September 22, 2014 at 7:16 pm
I have the following table called "test":
CREATE TABLE test
(
call_state tinyint,
call_type tinyint,
caller int,
localtime datetime,
s_id tinyint,
callee int,
duration int
);
INSERT INTO test (call_state, call_type, caller, localtime, s_id, callee, Duration) values ( 0 , 0 , 6942 , '1/21/2004 18:35:47' , 6 , 1801 , 2540 )
INSERT INTO test (call_state, call_type, caller, localtime, s_id, callee, Duration) values ( 0 , 0 , 6942 , '1/21/2004 18:35:47' , 3 , 1801 , 2540 )
INSERT INTO test (call_state, call_type, caller, localtime, s_id, callee, Duration) values ( 0 , 0 , 6942 , '1/21/2004 18:35:48' , 2 , 1801 , 2540 )
INSERT INTO test (call_state, call_type, caller, localtime, s_id, callee, Duration) values ( 0 , 0 , 6942 , '1/21/2004 18:35:47' , 1 , 1801 , 2540 )
INSERT INTO test (call_state, call_type, caller, localtime, s_id, callee, Duration) values ( 0 , 0 , 6942 , '1/21/2004 18:36:04' , 6 , 1801 , 6060 )
INSERT INTO test (call_state, call_type, caller, localtime, s_id, callee, Duration) values ( 0 , 0 , 6942 , '1/21/2004 18:36:04' , 3 , 1801 , 6070 )
INSERT INTO test (call_state, call_type, caller, localtime, s_id, callee, Duration) values ( 0 , 0 , 6942 , '1/21/2004 18:36:04' , 2 , 1801 , 6070 )
INSERT INTO test (call_state, call_type, caller, localtime, s_id, callee, Duration) values ( 0 , 0 , 6942 , '1/21/2004 18:36:04' , 1 , 1801 , 6070 )
INSERT INTO test (call_state, call_type, caller, localtime, s_id, callee, Duration) values ( 0 , 0 , 6942 , '1/21/2004 18:36:14' , 6 , 1801 , 3850 )
INSERT INTO test (call_state, call_type, caller, localtime, s_id, callee, Duration) values ( 0 , 0 , 6942 , '1/21/2004 18:36:14' , 3 , 1801 , 3850 )
INSERT INTO test (call_state, call_type, caller, localtime, s_id, callee, Duration) values ( 0 , 0 , 6942 , '1/21/2004 18:36:14' , 2 , 1801 , 3850 )
INSERT INTO test (call_state, call_type, caller, localtime, s_id, callee, Duration) values ( 0 , 0 , 6942 , '1/21/2004 18:36:14' , 1 , 1801 , 3860 )

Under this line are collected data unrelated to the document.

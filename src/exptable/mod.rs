//! # Exponential Table
//!
//! Piecewise-linear approximation of `1 - exp(-x)` so the attenuation
//! kernel can avoid a transcendental call per energy group.
//!
//! ## Construction
//!
//! The domain `[0, max_val)` is cut into `N` uniform intervals of width
//! `dx = max_val / N`. Interval `n` stores the tangent line of
//! `f(x) = 1 - exp(-x)` at its anchor `x_n = n·dx`:
//!
//! ```text
//! slope_n     = exp(-x_n)
//! intercept_n = 1 - (1 + x_n)·exp(-x_n)
//! ```
//!
//! The linear error of a tangent line is bounded by `f''·h²/2` with
//! `h ≤ dx/2`, which gives the precision-derived size
//! `N = max_val·sqrt(1 / (8·precision·0.01))`.
//!
//! ## Domain
//!
//! Inputs are optical depths and therefore non-negative. A negative input
//! trips a `debug_assert!`; release builds clamp it to `0.0`, which yields
//! `0.0`, the value of `1 - exp(-0)`.

use tracing::debug;

use crate::config::TableResolution;
use crate::constants::TABLE_MAX_VAL;

/// Tabulated tangent lines of `1 - exp(-x)`
#[derive(Debug, Clone, PartialEq)]
pub struct ExpTable {
    /// Interleaved (slope, intercept) pairs, length `2·n`
    values: Vec<f32>,
    /// Interval width
    dx: f32,
    /// Saturation threshold (`max_val - dx`)
    max_val: f32,
    /// Number of linear segments
    n: usize,
}

impl ExpTable {
    /// Build a table sized from a target precision.
    ///
    /// `N = floor(max_val·sqrt(1 / (8·precision·0.01)))`, at least one.
    pub fn build(precision: f32, max_val: f32) -> Self {
        let n = (max_val * (1.0 / (8.0 * precision * 0.01)).sqrt()).floor();
        Self::with_segments((n as usize).max(1), max_val)
    }

    /// Build a table with a hardcoded segment count
    pub fn with_segments(n: usize, max_val: f32) -> Self {
        assert!(n > 0, "exponential table needs at least one segment");
        assert!(max_val > 0.0, "exponential table domain must be positive");

        let dx = max_val / n as f32;
        let mut values = Vec::with_capacity(2 * n);
        for i in 0..n {
            let x = i as f32 * dx;
            let exponential = (-x).exp();
            values.push(exponential);
            values.push(1.0 - (1.0 + x) * exponential);
        }

        debug!(segments = n, dx, max_val, "built exponential table");

        Self {
            values,
            dx,
            max_val: max_val - dx,
            n,
        }
    }

    /// Build from a configured resolution over `[0, TABLE_MAX_VAL)`
    pub fn from_resolution(resolution: TableResolution) -> Self {
        match resolution {
            TableResolution::Fixed { segments } => Self::with_segments(segments, TABLE_MAX_VAL),
            TableResolution::Precision { precision } => Self::build(precision, TABLE_MAX_VAL),
        }
    }

    /// Approximate `1 - exp(-x)` for non-negative `x`.
    ///
    /// Returns exactly `1.0` for `x >= max_val()`.
    #[inline]
    pub fn interpolate(&self, x: f32) -> f32 {
        debug_assert!(x >= 0.0, "exponential table input must be non-negative, got {x}");
        let x = x.max(0.0);

        if x >= self.max_val {
            return 1.0;
        }

        let interval = 2 * (x / self.dx).round() as usize;
        self.values[interval] * x + self.values[interval + 1]
    }

    /// Number of linear segments
    pub fn len(&self) -> usize {
        self.n
    }

    /// Always false; a table has at least one segment
    pub fn is_empty(&self) -> bool {
        self.n == 0
    }

    /// Interval width
    pub fn dx(&self) -> f32 {
        self.dx
    }

    /// Saturation threshold
    pub fn max_val(&self) -> f32 {
        self.max_val
    }

    /// Raw interleaved (slope, intercept) pairs
    pub fn values(&self) -> &[f32] {
        &self.values
    }

    /// (slope, intercept) of segment `n`
    pub fn segment(&self, n: usize) -> (f32, f32) {
        (self.values[2 * n], self.values[2 * n + 1])
    }

    /// Bytes moved when the table is broadcast to a device
    pub fn size_bytes(&self) -> usize {
        self.values.len() * std::mem::size_of::<f32>() + 2 * std::mem::size_of::<f32>()
    }
}

impl Default for ExpTable {
    fn default() -> Self {
        Self::from_resolution(TableResolution::default())
    }
}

INSERT INTO test (call_state, call_type, caller, localtime, s_id, callee, Duration) values ( 0 , 0 , 6942 , '1/21/2004 20:53:03' , 1 , 1801 , 4470 )
INSERT INTO test (call_state, call_type, caller, localtime, s_id, callee, Duration) values ( 0 , 0 , 6942 , '1/21/2004 20:53:04' , 11 , 1801 , 4470 )
INSERT INTO test (call_state, call_type, caller, localtime, s_id, callee, Duration) values ( 0 , 0 , 6942 , '1/21/2004 20:53:04' , 6 , 1801 , 4460 )
INSERT INTO test (call_state, call_type, caller, localtime, s_id, callee, Duration) values ( 0 , 0 , 6942 , '1/21/2004 20:53:04' , 3 , 1801 , 4470 )
INSERT INTO test (call_state, call_type, caller, localtime, s_id, callee, Duration) values ( 0 , 0 , 6942 , '1/21/2004 20:53:04' , 2 , 1801 , 4460 )
INSERT INTO test (call_state, call_type, caller, localtime, s_id, callee, Duration) values ( 0 , 0 , 6942 , '1/21/2004 22:21:20' , 2 , 1801 , 4200 )
INSERT INTO test (call_state, call_type, caller, localtime, s_id, callee, Duration) values ( 0 , 0 , 6942 , '1/21/2004 22:21:20' , 3 , 1801 , 4210 )
INSERT INTO test (call_state, call_type, caller, localtime, s_id, callee, Duration) values ( 0 , 0 , 6942 , '1/21/2004 22:21:20' , 1 , 1801 , 4210 )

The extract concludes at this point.